With me it's the 20th century (in terms of my favourite, not necessarily "the best"). But generally, I can't say "no" to any of the "big names" in classical music (depending on what work/s of theirs you're talking about). I've even got some begrudging admiration for guys who aren't usually my thing, eg. J.S. Bach (his _Double Violin Concerto _has bought me to tears in the concert hall, this rarely if ever happens), Wagner (his _Siegfried Idyll _is one of my favourite chamber works of all time) & R. Strauss (his post-WW2 works are amongst my favourites from that period).

BTW, I think member *regressivetransophobe* was being flippant/joking about the "Classical Era," I don't think he was really being serious in "dissing" it that way. But if he'd said it about some post-1945 composer, no-one would bat an eyelid...


----------



## Ravellian (Aug 17, 2009)

regressivetransphobe said:


> Not to drag this out, but I don't think you know what pretentious means.


I'm perfectly clear as to what it means, and so are you, and you know you're wrong about this. So.. please stop posting about things you know nothing about. Thanks.


----------



## HerlockSholmes (Sep 4, 2011)

Whichever era with the largest quantity and the best quality of fugues in it. In other words, Baroque.


----------



## Couchie (Dec 9, 2010)

TrazomGangflow said:


> Medieval, Renaissance, Baroque, Classical, Romantic, or 20th century.
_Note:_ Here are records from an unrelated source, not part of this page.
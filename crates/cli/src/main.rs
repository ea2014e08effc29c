//! `stockquest` command-line entry point.

mod config;
mod source;

use std::time::Duration;

use anyhow::Context;
use clap::{Parser, Subcommand};
use tokio::time::MissedTickBehavior;

use stockquest_events::InMemoryEventBus;
use stockquest_inventory::{
    StatusFilter, StockEnvelope, StockQuery, StockStore, StoreConfig, SystemClock,
};

use crate::config::Config;
use crate::source::FixtureDirSource;

type Store = StockStore<FixtureDirSource, SystemClock, InMemoryEventBus<StockEnvelope>>;

#[derive(Debug, Parser)]
#[command(name = "stockquest", about = "Warehouse stock levels, stats and alerts")]
struct Cli {
    #[command(subcommand)]
    command: Option<Command>,
}

#[derive(Debug, Clone, Subcommand)]
enum Command {
    /// Print aggregate stats as JSON (default).
    Summary,
    /// Print stock items as JSON, optionally filtered by status.
    List {
        /// all | critical | low | healthy
        #[arg(default_value = "all")]
        status: StatusFilter,
    },
    /// Reload on the refresh period until Ctrl-C.
    Watch,
}

#[tokio::main]
async fn main() -> anyhow::Result<()> {
    let cli = Cli::parse();

    // Bring logging up before reading the rest of the settings so that
    // fallbacks to defaults are reported.
    let log_format = std::env::var(config::LOG_FORMAT_VAR)
        .ok()
        .and_then(|raw| raw.parse().ok())
        .unwrap_or_default();
    stockquest_observability::init(log_format);
    let config = Config::from_env();
    tracing::debug!(
        fixtures_dir = %config.fixtures_dir.display(),
        cache_ttl_secs = config.cache_ttl.as_secs(),
        refresh_secs = config.refresh_every.as_secs(),
        log_format = ?config.log_format,
        "configuration loaded"
    );

    let source = FixtureDirSource::new(&config.fixtures_dir);
    let bus: InMemoryEventBus<StockEnvelope> = InMemoryEventBus::new();
    let mut store: Store = StockStore::new(
        source,
        SystemClock,
        bus,
        StoreConfig {
            freshness: config.cache_ttl,
        },
    );

    store.reload().with_context(|| {
        format!(
            "failed to load warehouse data from {}",
            config.fixtures_dir.display()
        )
    })?;

    for sku in store.orphaned_skus() {
        tracing::warn!(%sku, "bin stock for SKU missing from catalog is not counted");
    }

    match cli.command.unwrap_or(Command::Summary) {
        Command::Summary => print_summary(&store)?,
        Command::List { status } => print_items(&store, status)?,
        Command::Watch => watch(&mut store, config.refresh_every).await,
    }

    Ok(())
}

fn print_summary(store: &Store) -> anyhow::Result<()> {
    let summary = serde_json::json!({
        "stats": store.stats(),
        "orphanedSkus": store.orphaned_skus(),
    });
    println!(
        "{}",
        serde_json::to_string_pretty(&summary).context("failed to render summary")?
    );
    Ok(())
}

fn print_items(store: &Store, status: StatusFilter) -> anyhow::Result<()> {
    let items = store.query(&StockQuery::default().with_filter(status));
    println!(
        "{}",
        serde_json::to_string_pretty(&items).context("failed to render items")?
    );
    Ok(())
}

async fn watch(store: &mut Store, every: Duration) {
    tracing::info!(every_secs = every.as_secs(), "watching warehouse stock");

    let mut refresh = tokio::time::interval(every);
    refresh.set_missed_tick_behavior(MissedTickBehavior::Skip);

    loop {
        tokio::select! {
            _ = tokio::signal::ctrl_c() => {
                tracing::info!("shutdown signal received; stopping watch");
                break;
            }
            _ = refresh.tick() => {
                match store.reload() {
                    Ok(outcome) => {
                        let stats = store.stats();
                        tracing::info!(
                            cache = ?outcome.status,
                            items = outcome.items.len(),
                            total_items = stats.total_items,
                            total_value = %stats.total_value,
                            low = stats.low_stock_count,
                            critical = stats.critical_count,
                            perfect_audits = stats.perfect_audits,
                            "stock refreshed"
                        );
                    }
                    Err(err) => tracing::warn!("stock reload failed: {err}"),
                }
            }
        }
    }
}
Which is best in your opinion and why?


Medieval - Too kinky.
Renaissance - Maybe for when reading Shakespeare
Baroque - Besides Bach and Handel I find most of the Baroque a write-off.
Classical - I like Mozart's operas, _but I do not like Haydn!!_
Romantic - There's some stuff here.
20th Century - Was looking great at first, then Schoenberg went and ****ed it up.

So Romantic.


----------



## Meaghan (Jul 31, 2010)

Couchie said:


> Medieval - Too kinky.


Right? I mean, plainchant, sacred motets... sooo kinky. Also, there were shawms.

(??)


----------



## Couchie (Dec 9, 2010)

Meaghan said:


> Right? I mean, plainchant, sacred motets... sooo kinky. Also, there were shawms.
> 
> (??)


Easy there, I'm starting to get turned on.


----------



## violadude (May 2, 2011)

StlukesguildOhio said:


> The 21st century because it wasn't mentioned in the OP, so it's obviously the underdog here that needs support like an awkward teenager needs compliments.
> 
> A bit hard to pit the last 11 years of music against eras lasting centuries in some instances.


Normally I would agree with you...but in this case, since my answer was purely a joke...


----------



## Nix (Feb 20, 2010)

20th century- particularly pre 1950. Because the music community was large enough that there was a wide variety of styles, but small enough that the composers still all seemed to know each other and could provide us with plenty of sassy jibes.


----------



## HarpsichordConcerto (Jan 1, 2010)

I think this thread could be better worded as which is your _favourite_ era, in which case this topic would almost have certianly been addressed before with wide ranging and interesting opinions.


----------



## jalex (Aug 21, 2011)

For me it's a toss up between High Baroque for the unsurpassed choral works of Handel and Bach and early Modernism (Schoenberg until Shostakovich) for realising that music can be ugly but not forgetting that it can also be beautiful. Though I suppose Beethoven got there first, so I'll also nominate Late Beethoven which I consider as a period on it's own.


----------



## Kieran (Aug 24, 2010)

1756-1791...


----------



## Polednice (Sep 13, 2009)

1833-1834. You can sense a cosmic shift in that year because, although his music is yet to exist, little babby Brahms had been born.


----------



## Couchie (Dec 9, 2010)

Polednice said:


> 1833-1834. You can sense a cosmic shift in that year because, although his music is yet to exist, little babby Brahms had been born.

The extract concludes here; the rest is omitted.